Okay,so there's these nutjob kids down at this school,which apparently monsters go to...I think. There's two guys and one chick..or two..or--shit. Let's just say there's two of each,fair? Fair. There names are Albert and Dishpan McDiscopants or some shit. I dunno for no they'll just be Toothpaste-Mouth, Groovedog, Harry,and Tic-Tac. Toothpaste-Mouth is a resourceful,intelligent,13 year-old who may actually be 54 and a convicted child molester. Groovedog is a bitchy white chick,that's about as far as her character goes really. Tic-Tac is black, again really there's not much ground to cover. Harry is annoying and everyone hates him, no reason has ever been given, he suffers from a disease called Cucumberosis which at random instances makes him think he's a cucumber. They all solve mysteries for some reason,to my experience that's all teenagers do, they also have more free time then that guy up the street who makes prank calls in Klingon, they unsurprisingly have no love lives.

Chapter One:"Meet Mr.Teh Baggel"[edit]

"So,Groovedog,what'd j00 do last night?",Asked Toothpaste-Mouth innocently.

'Your mom,your girlfriend,and your dog,moth-fucker! BAM!',Spouted Harry,excitedly

"Fuck you Har--Wait what?

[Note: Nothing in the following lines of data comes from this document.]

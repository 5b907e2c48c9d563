//! Destinations that tours, lodges and transports are attached to

use chrono::{DateTime, Utc};
use serde::{Deserialize, Serialize};

use core_kernel::LocationId;

#[derive(Debug, Clone, PartialEq, Eq, Serialize, Deserialize)]
pub struct Location {
    pub id: LocationId,
    pub name: String,
    pub country: String,
    pub state: Option<String>,
    pub city: Option<String>,
    pub description: Option<String>,
    pub climate: Option<String>,
    pub best_time_to_visit: Option<String>,
    pub popular_attractions: Vec<String>,
    pub created_at: DateTime<Utc>,
    pub updated_at: DateTime<Utc>,
    pub version: i64,
}

/// Input for creating or replacing a location
#[derive(Debug, Clone, Default)]
pub struct LocationDraft {
    pub name: String,
    pub country: String,
    pub state: Option<String>,
    pub city: Option<String>,
    pub description: Option<String>,
    pub climate: Option<String>,
    pub best_time_to_visit: Option<String>,
    pub popular_attractions: Vec<String>,
}

impl LocationDraft {
    pub fn new(name: impl Into<String>, country: impl Into<String>) -> Self {
        Self {
            name: name.into(),
            country: country.into(),
            ..Default::default()
        }
    }

    pub fn with_city(mut self, city: impl Into<String>) -> Self {
        self.city = Some(city.into());
        self
    }
}
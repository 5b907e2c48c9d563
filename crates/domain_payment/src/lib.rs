//! Payment Domain
//!
//! Payments move PENDING → COMPLETED | FAILED and COMPLETED → REFUNDED.
//! Completing a payment confirms its booking and refunding it cancels the
//! booking; [`PaymentService`] keeps the two in step so that a COMPLETED
//! payment always belongs to a CONFIRMED booking.

pub mod error;
pub mod payment;
pub mod ports;
pub mod service;

pub use error::PaymentError;
pub use payment::{Payment, PaymentMethod, PaymentRequest, PaymentStatus, PaymentUpdate};
pub use ports::{PaymentPort, PaymentRecords};
pub use service::PaymentService;

#[cfg(any(test, feature = "mock"))]
pub use ports::mock::MockPaymentPort;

My dog?"

"Hellz yeah! It was oooooooooon last night,son! I did it so hard it died!"

"Jesus,Harry! What the fuck? Go to Hell,Harry!",Retorted Toothpaste Mouth,who promptly went to a corner and cried.

"Cucumbers can't go Hell,moth-fucker! BAM!",Everyone on the playground started looking at him weird, especially when they realized he wasn't wearing pants. And when he realized he wasn't wearing pants he quickly did a disturbing "jack-hammer" sort of motion with his pelvis. Everyone started screaming because they had no idea what the fuck was going on. At lunchtime everyone would promptly agree that that was probably the freakiest shit they'd seen since The Exorcist. But,suddenly a man appeared out of nowhere wearing a yellow cape and a black cowl,and a business suit.

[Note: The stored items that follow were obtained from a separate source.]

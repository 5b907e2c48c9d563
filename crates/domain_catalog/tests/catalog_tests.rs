//! Resource model and query filter tests

use chrono::{NaiveDate, Utc};
use core_kernel::{Classify, Currency, ErrorKind, LocationId, LodgeId, Money, TourId, TransportId};
use domain_catalog::{
    BookableResource, CatalogError, Lodge, ResourceKind, ResourceQuery, ResourceRef, Tour,
    Transport,
};
use rust_decimal_macros::dec;

fn tour(location_id: Option<LocationId>, start_date: NaiveDate, available: u32) -> BookableResource {
    Tour {
        id: TourId::new(),
        name: "Swat Valley Explorer".to_string(),
        description: Some("Five days in the Switzerland of the East".to_string()),
        location_id,
        duration_days: 5,
        price: Money::new(dec!(300), Currency::USD),
        capacity: 20,
        available,
        start_date,
        end_date: start_date + chrono::Duration::days(5),
        guide: Some("Imran".to_string()),
        created_at: Utc::now(),
        updated_at: Utc::now(),
        version: 1,
    }
    .into()
}

fn lodge(rating: Option<rust_decimal::Decimal>) -> BookableResource {
    Lodge {
        id: LodgeId::new(),
        name: "Shangrila Resort".to_string(),
        lodge_type: "RESORT".to_string(),
        address: None,
        contact_number: None,
        location_id: None,
        price_per_night: Money::new(dec!(180), Currency::USD),
        total_rooms: 40,
        available_rooms: 12,
        amenities: vec!["lake view".to_string()],
        rating,
        created_at: Utc::now(),
        updated_at: Utc::now(),
        version: 1,
    }
    .into()
}

fn transport(from: LocationId, to: LocationId) -> BookableResource {
    Transport {
        id: TransportId::new(),
        transport_type: "BUS".to_string(),
        provider: "Faisal Movers".to_string(),
        vehicle_number: None,
        from_location_id: Some(from),
        to_location_id: Some(to),
        cost: Money::new(dec!(25), Currency::USD),
        capacity: 45,
        available_seats: 45,
        created_at: Utc::now(),
        updated_at: Utc::now(),
        version: 1,
    }
    .into()
}

fn date(y: i32, m: u32, d: u32) -> NaiveDate {
    NaiveDate::from_ymd_opt(y, m, d).unwrap()
}

#[test]
fn test_query_kind_and_availability() {
    let sold_out = tour(None, date(2025, 7, 1), 0);
    assert!(ResourceQuery::of_kind(ResourceKind::Tour).matches(&sold_out));
    assert!(!ResourceQuery::of_kind(ResourceKind::Lodge).matches(&sold_out));
    assert!(!ResourceQuery::of_kind(ResourceKind::Tour).available().matches(&sold_out));
}

#[test]
fn test_query_transport_location_matches_either_end() {
    let (a, b) = (LocationId::new(), LocationId::new());
    let t = transport(a, b);
    assert!(ResourceQuery::default().at_location(a).matches(&t));
    assert!(ResourceQuery::default().at_location(b).matches(&t));
    assert!(!ResourceQuery::default().at_location(LocationId::new()).matches(&t));
}

#[test]
fn test_query_route_is_directional() {
    let (a, b) = (LocationId::new(), LocationId::new());
    let t = transport(a, b);
    let forward = ResourceQuery {
        from_location_id: Some(a),
        to_location_id: Some(b),
        ..Default::default()
    };
    let backward = ResourceQuery {
        from_location_id: Some(b),
        to_location_id: Some(a),
        ..Default::default()
    };
    assert!(forward.matches(&t));
    assert!(!backward.matches(&t));
}

#[test]
fn test_query_rating_excludes_unrated() {
    let query = ResourceQuery {
        min_rating: Some(dec!(4)),
        ..ResourceQuery::of_kind(ResourceKind::Lodge)
    };
    assert!(query.matches(&lodge(Some(dec!(4.2)))));
    assert!(!query.matches(&lodge(Some(dec!(3.9)))));
    assert!(!query.matches(&lodge(None)));
}

#[test]
fn test_query_price_and_name() {
    let t = tour(None, date(2025, 7, 1), 5);
    assert!(ResourceQuery::default().priced_between(dec!(300), dec!(300)).matches(&t));
    assert!(!ResourceQuery::default().priced_between(dec!(0), dec!(299.99)).matches(&t));
    assert!(ResourceQuery::default().named("SWAT").matches(&t));
}

#[test]
fn test_query_start_range() {
    let t = tour(None, date(2025, 7, 1), 5);
    let query = ResourceQuery {
        start_from: Some(date(2025, 6, 1)),
        start_to: Some(date(2025, 6, 30)),
        ..Default::default()
    };
    assert!(!query.matches(&t));
}

#[test]
fn test_unit_price_and_counters_per_kind() {
    let l = lodge(None);
    assert_eq!(l.capacity(), 40);
    assert_eq!(l.available(), 12);
    assert_eq!(l.unit_price().amount(), dec!(180));
    assert_eq!(l.name(), "Shangrila Resort");

    let t = transport(LocationId::new(), LocationId::new());
    assert_eq!(t.name(), "Faisal Movers");
}

#[test]
fn test_error_kinds() {
    let resource = ResourceRef::Tour(TourId::new());
    let insufficient = CatalogError::InsufficientCapacity {
        resource,
        requested: 8,
        available: 6,
    };
    assert_eq!(insufficient.kind(), ErrorKind::InsufficientCapacity);
    assert!(insufficient.to_string().contains("requested 8"));

    let expired = CatalogError::Expired {
        resource,
        start_date: date(2024, 1, 1),
    };
    assert_eq!(expired.kind(), ErrorKind::Expired);
    assert_eq!(CatalogError::ResourceNotFound(resource).kind(), ErrorKind::NotFound);
}

#[test]
fn test_bookable_resource_serde_is_tagged() {
    let value = serde_json::to_value(lodge(None)).unwrap();
    assert_eq!(value["kind"], "LODGE");
    assert_eq!(value["total_rooms"], 40);
}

"Kids,could you tell Mr.Teh Baggel what in the name of God is going on here?",He asked a small crying kindergartner.

"Who the fuck's Mr.Teh Baggel?",She asked.

"Me. I'm your knew literature teacher."

"Oh. Well,there's this mean guy running around not wearing pants and,and,and doing this jack-hammer thing and,and,and,and telling everyone he's a cucumber! Help! I dunno what's going on."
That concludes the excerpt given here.